» Task to carry out
Your answer is the lines below, exactly, from the one that contains "by invoking its" through the one that contains "in for conda", both included.

(Records from a collection)
※

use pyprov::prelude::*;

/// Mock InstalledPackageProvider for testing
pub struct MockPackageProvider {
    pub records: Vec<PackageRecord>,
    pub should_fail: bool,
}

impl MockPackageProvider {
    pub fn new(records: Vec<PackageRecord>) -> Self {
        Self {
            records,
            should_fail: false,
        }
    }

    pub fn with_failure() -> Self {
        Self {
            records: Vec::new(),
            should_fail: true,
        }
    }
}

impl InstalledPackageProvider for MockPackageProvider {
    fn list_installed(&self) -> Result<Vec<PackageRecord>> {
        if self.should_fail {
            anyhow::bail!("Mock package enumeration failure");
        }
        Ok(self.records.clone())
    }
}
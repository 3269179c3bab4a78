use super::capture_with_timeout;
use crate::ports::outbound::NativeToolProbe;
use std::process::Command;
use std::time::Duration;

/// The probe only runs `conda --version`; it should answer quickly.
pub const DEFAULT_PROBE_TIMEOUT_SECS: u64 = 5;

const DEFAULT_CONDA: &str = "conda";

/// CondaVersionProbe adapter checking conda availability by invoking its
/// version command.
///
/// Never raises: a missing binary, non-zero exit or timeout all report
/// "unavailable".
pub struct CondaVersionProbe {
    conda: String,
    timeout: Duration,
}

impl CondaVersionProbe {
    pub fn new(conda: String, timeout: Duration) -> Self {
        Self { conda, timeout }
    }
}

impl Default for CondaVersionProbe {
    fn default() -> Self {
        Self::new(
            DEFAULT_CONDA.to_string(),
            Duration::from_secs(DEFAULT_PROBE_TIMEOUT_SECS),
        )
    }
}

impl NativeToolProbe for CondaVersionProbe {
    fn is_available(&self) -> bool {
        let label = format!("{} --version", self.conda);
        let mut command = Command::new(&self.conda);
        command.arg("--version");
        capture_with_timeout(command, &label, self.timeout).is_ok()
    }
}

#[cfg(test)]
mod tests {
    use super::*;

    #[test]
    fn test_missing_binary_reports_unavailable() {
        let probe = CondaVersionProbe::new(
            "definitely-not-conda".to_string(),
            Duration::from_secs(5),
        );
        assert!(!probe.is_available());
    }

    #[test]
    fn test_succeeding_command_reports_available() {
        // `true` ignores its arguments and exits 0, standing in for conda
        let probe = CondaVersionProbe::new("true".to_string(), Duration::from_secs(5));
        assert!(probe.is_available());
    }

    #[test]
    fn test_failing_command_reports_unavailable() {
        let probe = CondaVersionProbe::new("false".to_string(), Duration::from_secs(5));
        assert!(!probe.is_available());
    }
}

※

» Your solution
/// CondaVersionProbe adapter checking conda availability by invoking its
/// version command.
///
/// Never raises: a missing binary, non-zero exit or timeout all report
/// "unavailable".
pub struct CondaVersionProbe {
    conda: String,
    timeout: Duration,
}

impl CondaVersionProbe {
    pub fn new(conda: String, timeout: Duration) -> Self {
        Self { conda, timeout }
    }
}

impl Default for CondaVersionProbe {
    fn default() -> Self {
        Self::new(
            DEFAULT_CONDA.to_string(),
            Duration::from_secs(DEFAULT_PROBE_TIMEOUT_SECS),
        )
    }
}

impl NativeToolProbe for CondaVersionProbe {
    fn is_available(&self) -> bool {
        let label = format!("{} --version", self.conda);
        let mut command = Command::new(&self.conda);
        command.arg("--version");
        capture_with_timeout(command, &label, self.timeout).is_ok()
    }
}

#[cfg(test)]
mod tests {
    use super::*;

    #[test]
    fn test_missing_binary_reports_unavailable() {
        let probe = CondaVersionProbe::new(
            "definitely-not-conda".to_string(),
            Duration::from_secs(5),
        );
        assert!(!probe.is_available());
    }

    #[test]
    fn test_succeeding_command_reports_available() {
        // `true` ignores its arguments and exits 0, standing in for conda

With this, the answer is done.